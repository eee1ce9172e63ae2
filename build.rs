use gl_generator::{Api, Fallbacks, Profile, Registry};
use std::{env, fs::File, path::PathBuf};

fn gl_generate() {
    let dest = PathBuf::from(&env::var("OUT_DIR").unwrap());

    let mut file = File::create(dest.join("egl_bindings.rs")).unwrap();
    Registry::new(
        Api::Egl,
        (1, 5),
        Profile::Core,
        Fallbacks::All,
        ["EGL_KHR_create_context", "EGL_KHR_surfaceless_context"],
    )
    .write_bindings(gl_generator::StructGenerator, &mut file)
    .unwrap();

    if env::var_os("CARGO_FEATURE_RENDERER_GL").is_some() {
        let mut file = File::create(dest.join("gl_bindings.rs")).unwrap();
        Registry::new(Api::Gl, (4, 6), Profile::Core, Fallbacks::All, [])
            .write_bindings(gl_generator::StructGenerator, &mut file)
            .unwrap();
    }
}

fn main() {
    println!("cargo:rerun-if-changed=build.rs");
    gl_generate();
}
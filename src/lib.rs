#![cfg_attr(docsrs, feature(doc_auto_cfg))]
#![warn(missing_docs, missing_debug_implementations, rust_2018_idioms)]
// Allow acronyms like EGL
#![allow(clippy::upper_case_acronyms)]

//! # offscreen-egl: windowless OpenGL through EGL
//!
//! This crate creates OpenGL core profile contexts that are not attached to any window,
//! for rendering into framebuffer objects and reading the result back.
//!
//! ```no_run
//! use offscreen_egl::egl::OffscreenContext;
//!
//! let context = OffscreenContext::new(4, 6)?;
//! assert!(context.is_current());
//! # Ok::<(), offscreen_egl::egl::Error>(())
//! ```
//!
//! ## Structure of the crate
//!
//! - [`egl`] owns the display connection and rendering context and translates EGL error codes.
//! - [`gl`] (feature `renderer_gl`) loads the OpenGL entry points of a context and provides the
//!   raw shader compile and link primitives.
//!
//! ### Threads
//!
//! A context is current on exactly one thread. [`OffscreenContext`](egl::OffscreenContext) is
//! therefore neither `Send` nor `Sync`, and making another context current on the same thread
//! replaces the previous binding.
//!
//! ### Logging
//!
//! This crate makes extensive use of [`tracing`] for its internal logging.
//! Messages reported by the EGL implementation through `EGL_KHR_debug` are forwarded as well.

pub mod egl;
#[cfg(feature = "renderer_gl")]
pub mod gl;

...

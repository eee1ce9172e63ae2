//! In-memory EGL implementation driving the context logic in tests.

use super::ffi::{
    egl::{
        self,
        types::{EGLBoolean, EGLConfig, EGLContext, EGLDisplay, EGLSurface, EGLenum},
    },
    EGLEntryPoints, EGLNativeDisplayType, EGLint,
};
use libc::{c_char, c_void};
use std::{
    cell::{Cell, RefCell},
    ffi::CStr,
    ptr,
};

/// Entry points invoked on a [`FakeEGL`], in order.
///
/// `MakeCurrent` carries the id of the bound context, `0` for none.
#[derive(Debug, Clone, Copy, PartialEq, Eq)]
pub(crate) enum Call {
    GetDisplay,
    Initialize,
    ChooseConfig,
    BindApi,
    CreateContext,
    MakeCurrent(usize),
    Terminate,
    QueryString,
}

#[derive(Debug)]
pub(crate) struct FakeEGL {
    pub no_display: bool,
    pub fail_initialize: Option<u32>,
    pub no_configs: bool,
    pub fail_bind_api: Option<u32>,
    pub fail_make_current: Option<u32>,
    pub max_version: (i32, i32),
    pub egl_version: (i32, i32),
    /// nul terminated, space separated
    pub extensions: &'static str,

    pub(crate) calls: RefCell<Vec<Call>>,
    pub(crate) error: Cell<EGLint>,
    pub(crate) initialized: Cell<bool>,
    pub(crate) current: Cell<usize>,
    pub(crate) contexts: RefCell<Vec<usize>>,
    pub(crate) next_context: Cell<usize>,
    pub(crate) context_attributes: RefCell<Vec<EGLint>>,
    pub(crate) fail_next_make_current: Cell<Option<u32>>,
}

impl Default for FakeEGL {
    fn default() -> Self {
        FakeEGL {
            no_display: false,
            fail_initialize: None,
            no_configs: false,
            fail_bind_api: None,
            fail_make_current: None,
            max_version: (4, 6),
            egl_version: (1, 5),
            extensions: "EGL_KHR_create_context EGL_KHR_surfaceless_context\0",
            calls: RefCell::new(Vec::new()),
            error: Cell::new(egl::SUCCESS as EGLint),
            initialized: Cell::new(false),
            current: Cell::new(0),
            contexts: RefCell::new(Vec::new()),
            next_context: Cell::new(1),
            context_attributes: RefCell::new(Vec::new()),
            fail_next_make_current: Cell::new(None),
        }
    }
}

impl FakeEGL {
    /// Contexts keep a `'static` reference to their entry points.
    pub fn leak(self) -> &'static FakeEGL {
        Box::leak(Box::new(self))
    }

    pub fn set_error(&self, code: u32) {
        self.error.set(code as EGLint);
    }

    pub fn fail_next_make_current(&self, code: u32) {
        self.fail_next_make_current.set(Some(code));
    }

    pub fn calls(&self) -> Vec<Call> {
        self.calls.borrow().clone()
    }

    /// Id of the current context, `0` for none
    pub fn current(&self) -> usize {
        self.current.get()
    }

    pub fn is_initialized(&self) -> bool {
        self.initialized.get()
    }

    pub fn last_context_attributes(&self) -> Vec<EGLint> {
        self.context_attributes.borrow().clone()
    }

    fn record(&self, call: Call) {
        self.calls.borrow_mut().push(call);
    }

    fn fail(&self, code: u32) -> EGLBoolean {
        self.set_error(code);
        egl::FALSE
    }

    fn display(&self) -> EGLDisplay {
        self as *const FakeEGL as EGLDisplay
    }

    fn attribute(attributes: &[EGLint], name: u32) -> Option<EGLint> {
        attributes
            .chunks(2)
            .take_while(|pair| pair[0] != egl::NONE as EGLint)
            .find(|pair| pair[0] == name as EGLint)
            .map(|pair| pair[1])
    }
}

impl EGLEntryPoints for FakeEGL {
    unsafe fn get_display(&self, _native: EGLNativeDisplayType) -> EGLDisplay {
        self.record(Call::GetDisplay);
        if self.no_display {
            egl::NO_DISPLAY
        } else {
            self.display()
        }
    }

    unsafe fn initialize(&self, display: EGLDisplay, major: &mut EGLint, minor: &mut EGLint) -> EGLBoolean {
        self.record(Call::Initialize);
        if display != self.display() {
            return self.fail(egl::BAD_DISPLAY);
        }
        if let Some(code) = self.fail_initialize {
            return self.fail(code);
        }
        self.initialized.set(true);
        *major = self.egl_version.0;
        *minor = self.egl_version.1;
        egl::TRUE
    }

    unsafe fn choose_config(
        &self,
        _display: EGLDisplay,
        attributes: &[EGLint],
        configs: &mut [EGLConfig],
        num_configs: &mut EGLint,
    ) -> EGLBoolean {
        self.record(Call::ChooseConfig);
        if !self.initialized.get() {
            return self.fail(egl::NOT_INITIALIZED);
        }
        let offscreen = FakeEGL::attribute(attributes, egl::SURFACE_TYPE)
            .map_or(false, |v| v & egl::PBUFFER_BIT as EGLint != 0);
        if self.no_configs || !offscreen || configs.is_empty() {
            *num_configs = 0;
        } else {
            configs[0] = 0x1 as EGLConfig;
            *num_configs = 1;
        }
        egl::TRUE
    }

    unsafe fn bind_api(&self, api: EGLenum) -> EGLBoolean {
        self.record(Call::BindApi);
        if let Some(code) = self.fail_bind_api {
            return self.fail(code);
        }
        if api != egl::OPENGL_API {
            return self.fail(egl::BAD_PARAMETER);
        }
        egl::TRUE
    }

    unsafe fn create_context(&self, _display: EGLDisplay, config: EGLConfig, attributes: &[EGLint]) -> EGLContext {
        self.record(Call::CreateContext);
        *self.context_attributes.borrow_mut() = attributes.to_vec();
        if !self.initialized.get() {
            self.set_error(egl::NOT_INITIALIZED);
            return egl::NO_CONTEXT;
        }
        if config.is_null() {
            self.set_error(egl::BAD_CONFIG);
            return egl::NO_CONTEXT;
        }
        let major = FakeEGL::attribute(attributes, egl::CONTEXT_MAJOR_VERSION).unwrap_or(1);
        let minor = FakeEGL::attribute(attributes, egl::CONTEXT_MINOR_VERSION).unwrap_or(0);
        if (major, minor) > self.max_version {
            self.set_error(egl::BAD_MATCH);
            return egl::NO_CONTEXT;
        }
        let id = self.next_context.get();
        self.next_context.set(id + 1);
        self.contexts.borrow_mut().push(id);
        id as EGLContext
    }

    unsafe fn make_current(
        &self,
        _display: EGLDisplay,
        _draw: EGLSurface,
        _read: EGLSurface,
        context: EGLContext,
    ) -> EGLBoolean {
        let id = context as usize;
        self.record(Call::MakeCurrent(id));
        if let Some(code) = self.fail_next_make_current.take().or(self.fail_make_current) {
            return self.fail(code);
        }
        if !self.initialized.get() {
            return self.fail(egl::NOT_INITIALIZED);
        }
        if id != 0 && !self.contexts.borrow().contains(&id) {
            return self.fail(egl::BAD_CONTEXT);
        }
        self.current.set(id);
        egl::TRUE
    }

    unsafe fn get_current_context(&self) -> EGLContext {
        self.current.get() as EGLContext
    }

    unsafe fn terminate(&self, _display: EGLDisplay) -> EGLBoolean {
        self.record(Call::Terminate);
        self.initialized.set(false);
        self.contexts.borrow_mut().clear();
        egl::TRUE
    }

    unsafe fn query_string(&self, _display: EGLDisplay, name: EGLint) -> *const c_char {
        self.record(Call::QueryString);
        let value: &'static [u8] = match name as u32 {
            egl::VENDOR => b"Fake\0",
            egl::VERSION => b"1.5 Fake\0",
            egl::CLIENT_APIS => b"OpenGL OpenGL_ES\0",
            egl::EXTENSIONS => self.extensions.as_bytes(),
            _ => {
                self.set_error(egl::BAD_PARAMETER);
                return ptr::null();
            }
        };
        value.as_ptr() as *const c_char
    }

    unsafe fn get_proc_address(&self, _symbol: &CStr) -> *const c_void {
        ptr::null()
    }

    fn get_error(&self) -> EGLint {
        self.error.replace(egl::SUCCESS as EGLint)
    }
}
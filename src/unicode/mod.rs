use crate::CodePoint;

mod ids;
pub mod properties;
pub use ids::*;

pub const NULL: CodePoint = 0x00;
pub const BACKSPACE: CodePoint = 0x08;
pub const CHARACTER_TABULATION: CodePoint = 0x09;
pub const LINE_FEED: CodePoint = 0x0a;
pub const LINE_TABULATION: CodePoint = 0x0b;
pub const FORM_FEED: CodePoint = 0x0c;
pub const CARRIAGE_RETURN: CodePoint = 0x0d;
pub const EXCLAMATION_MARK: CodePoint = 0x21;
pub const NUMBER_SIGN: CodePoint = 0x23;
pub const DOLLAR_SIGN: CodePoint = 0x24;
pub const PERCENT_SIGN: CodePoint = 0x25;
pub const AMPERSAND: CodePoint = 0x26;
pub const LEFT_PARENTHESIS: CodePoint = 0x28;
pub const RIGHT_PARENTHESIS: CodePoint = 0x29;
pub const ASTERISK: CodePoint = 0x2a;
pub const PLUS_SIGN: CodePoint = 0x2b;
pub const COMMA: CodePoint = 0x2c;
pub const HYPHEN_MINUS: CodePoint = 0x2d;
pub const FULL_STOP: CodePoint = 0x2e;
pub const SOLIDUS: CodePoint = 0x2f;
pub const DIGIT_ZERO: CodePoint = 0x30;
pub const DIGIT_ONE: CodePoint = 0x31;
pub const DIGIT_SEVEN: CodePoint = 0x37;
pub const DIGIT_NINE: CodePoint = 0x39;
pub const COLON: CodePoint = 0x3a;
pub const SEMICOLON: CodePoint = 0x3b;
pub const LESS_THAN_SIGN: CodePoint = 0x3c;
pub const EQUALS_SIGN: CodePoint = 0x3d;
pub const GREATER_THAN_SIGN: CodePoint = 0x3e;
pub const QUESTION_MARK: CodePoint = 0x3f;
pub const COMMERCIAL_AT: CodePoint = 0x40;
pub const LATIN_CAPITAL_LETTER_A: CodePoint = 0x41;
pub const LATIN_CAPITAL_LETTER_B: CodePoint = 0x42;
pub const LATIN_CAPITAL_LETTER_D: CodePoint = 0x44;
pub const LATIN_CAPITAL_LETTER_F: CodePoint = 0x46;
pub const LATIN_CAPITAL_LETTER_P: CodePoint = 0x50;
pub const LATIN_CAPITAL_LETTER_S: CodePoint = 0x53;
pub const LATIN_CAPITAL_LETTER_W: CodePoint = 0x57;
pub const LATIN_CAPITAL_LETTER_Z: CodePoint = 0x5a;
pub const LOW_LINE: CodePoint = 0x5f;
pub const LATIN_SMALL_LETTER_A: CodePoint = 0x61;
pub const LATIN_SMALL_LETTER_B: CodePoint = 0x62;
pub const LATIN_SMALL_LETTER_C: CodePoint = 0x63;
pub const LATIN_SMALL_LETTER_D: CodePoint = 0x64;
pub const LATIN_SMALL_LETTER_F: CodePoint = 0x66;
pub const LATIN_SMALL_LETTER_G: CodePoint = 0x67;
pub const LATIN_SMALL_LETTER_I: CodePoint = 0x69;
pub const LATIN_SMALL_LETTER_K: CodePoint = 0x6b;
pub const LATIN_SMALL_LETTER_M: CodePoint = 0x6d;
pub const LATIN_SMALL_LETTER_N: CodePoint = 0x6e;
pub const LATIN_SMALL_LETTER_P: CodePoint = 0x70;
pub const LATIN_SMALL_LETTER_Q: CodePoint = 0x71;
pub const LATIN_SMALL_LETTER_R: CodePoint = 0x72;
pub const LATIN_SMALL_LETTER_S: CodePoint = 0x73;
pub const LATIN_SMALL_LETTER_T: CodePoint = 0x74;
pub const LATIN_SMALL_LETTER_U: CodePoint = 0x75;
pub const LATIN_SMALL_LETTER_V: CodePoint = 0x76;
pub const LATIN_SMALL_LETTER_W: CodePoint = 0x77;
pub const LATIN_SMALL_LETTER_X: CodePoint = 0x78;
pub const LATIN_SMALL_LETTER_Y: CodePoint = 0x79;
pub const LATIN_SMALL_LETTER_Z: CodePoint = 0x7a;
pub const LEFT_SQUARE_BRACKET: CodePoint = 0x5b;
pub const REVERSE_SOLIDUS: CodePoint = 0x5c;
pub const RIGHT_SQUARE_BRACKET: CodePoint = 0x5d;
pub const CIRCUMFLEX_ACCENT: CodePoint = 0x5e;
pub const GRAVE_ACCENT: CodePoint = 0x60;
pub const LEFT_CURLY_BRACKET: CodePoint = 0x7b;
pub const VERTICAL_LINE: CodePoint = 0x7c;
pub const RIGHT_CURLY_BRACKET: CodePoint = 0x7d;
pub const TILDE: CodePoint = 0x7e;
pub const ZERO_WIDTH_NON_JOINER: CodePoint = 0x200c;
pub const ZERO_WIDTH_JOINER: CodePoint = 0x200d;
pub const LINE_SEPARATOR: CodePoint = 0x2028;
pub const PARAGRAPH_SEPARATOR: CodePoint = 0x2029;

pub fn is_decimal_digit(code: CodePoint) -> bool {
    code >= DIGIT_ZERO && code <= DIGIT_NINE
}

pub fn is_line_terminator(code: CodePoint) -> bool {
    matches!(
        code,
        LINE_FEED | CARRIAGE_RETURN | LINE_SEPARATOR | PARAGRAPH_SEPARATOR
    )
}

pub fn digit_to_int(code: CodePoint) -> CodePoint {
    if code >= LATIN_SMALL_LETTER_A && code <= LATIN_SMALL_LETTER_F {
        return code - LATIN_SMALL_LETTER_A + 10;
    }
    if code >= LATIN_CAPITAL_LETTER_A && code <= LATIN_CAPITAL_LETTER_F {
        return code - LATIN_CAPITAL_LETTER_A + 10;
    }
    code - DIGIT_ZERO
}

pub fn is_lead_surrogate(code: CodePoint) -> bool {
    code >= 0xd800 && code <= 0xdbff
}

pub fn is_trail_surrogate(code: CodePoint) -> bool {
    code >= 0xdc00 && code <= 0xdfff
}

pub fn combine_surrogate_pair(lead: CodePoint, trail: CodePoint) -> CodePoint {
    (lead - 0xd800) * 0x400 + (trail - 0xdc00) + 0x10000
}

---

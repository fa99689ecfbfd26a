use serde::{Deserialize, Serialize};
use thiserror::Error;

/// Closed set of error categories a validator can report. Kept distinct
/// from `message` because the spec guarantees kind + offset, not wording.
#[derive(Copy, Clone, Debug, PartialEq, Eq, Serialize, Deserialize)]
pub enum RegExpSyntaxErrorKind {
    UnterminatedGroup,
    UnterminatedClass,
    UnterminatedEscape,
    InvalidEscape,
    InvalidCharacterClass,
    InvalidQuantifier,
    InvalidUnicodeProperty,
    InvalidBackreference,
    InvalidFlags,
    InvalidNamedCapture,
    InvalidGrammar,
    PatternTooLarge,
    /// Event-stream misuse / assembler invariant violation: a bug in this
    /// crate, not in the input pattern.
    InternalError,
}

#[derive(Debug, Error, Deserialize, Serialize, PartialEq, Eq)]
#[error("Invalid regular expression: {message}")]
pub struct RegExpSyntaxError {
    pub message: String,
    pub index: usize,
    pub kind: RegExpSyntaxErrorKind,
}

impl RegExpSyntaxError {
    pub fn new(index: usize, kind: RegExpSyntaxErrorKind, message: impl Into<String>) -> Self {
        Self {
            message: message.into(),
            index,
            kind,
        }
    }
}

* _EXERCISE INSTRUCTIONS_
Using the data above, return every line that contains the string "PartialEq".

* _TASK ANSWER_
#[derive(Debug, Clone, Copy, PartialEq, Eq)]
#[derive(Copy, Clone, Debug, PartialEq, Eq, Serialize, Deserialize)]
#[derive(Debug, Error, Deserialize, Serialize, PartialEq, Eq)]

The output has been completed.